* [DATA TO EXAMINE]:
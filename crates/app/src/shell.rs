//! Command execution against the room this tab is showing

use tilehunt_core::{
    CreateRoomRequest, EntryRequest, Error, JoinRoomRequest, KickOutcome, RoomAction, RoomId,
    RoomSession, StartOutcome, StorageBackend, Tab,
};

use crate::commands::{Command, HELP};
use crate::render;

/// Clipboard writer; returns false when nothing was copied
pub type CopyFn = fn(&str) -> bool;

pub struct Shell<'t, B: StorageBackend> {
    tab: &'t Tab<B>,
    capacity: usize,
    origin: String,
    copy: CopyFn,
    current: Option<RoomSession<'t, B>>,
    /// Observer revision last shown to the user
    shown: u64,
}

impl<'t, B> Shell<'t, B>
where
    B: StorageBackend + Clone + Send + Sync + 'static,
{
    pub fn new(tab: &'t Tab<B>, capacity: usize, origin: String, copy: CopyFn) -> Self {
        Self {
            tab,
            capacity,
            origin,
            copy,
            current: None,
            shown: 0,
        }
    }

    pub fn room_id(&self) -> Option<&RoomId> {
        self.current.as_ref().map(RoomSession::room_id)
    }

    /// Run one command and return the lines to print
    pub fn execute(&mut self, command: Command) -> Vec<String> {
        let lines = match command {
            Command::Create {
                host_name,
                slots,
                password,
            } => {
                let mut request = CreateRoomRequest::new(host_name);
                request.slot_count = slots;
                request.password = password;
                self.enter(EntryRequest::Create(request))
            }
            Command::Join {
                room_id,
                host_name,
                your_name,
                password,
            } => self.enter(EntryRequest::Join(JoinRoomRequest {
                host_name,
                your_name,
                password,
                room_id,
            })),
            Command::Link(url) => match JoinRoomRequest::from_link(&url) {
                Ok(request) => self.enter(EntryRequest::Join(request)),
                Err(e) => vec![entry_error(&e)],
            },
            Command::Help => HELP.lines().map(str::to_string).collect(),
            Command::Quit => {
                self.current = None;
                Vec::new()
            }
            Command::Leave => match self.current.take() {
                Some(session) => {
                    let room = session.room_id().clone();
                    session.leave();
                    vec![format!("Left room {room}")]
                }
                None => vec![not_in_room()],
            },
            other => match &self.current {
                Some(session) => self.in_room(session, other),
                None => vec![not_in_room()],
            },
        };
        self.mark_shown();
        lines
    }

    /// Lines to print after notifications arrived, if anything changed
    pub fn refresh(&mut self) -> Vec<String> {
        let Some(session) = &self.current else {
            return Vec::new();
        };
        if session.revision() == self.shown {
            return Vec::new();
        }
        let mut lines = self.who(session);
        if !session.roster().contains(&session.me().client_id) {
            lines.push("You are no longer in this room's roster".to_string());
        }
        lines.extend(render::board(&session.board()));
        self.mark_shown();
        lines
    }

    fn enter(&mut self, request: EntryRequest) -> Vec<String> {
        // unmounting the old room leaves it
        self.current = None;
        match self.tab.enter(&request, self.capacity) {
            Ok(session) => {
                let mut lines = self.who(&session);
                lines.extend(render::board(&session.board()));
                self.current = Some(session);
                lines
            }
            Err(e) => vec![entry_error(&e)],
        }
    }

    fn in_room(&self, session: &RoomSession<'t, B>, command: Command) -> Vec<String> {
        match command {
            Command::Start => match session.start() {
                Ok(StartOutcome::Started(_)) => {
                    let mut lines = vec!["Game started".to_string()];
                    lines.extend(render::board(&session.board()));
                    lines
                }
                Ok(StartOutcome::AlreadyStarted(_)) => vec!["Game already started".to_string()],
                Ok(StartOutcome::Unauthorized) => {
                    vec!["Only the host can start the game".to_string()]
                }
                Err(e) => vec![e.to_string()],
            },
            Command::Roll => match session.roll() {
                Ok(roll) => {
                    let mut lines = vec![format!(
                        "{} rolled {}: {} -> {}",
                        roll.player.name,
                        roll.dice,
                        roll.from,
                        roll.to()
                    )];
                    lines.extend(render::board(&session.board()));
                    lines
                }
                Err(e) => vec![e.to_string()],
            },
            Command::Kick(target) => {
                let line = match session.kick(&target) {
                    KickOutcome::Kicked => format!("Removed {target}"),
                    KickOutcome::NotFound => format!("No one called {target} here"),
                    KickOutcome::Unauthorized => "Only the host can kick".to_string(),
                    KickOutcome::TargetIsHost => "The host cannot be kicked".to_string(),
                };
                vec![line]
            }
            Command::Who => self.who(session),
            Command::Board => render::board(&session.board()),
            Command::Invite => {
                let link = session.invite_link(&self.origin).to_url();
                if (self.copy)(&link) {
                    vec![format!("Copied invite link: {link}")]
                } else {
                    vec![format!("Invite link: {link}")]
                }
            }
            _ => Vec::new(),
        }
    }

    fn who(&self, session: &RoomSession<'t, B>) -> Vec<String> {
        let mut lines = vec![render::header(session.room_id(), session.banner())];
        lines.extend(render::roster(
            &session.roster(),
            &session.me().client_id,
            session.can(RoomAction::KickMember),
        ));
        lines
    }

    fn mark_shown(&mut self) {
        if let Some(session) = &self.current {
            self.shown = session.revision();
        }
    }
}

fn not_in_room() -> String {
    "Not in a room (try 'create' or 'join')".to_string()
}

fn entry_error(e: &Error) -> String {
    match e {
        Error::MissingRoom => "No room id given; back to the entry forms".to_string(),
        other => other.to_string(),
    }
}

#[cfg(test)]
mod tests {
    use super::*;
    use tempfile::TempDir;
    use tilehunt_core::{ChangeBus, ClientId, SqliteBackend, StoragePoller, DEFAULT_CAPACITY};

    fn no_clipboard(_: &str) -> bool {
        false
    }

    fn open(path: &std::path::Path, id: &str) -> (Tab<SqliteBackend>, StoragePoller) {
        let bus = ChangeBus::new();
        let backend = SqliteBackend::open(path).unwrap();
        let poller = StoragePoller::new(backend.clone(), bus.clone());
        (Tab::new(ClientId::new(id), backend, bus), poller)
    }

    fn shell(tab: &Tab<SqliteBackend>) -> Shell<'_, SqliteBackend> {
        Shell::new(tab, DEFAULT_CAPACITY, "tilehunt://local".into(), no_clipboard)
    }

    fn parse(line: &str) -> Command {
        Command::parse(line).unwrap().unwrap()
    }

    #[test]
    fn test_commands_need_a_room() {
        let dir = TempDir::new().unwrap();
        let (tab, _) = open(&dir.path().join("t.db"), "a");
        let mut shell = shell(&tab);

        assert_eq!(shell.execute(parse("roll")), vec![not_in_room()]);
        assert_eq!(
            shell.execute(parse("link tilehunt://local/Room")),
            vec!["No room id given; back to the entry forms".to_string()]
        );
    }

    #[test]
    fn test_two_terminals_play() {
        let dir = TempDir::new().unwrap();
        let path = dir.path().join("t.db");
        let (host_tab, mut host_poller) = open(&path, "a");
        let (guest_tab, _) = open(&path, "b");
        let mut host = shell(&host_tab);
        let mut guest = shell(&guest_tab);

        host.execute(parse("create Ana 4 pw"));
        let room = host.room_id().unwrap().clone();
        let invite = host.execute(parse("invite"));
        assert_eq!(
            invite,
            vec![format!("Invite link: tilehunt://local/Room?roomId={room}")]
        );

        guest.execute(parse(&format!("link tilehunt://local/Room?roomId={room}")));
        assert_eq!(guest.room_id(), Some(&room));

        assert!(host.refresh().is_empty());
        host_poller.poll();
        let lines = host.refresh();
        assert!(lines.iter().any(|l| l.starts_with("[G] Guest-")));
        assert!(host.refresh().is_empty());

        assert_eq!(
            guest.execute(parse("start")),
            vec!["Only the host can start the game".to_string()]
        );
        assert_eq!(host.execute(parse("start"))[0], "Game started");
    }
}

* [GOAL OF THE EXERCISE]: Note how many lines of the records contain the string "EntryRequest", and give that number with nothing added.

* [ANSWER SECTION]: 5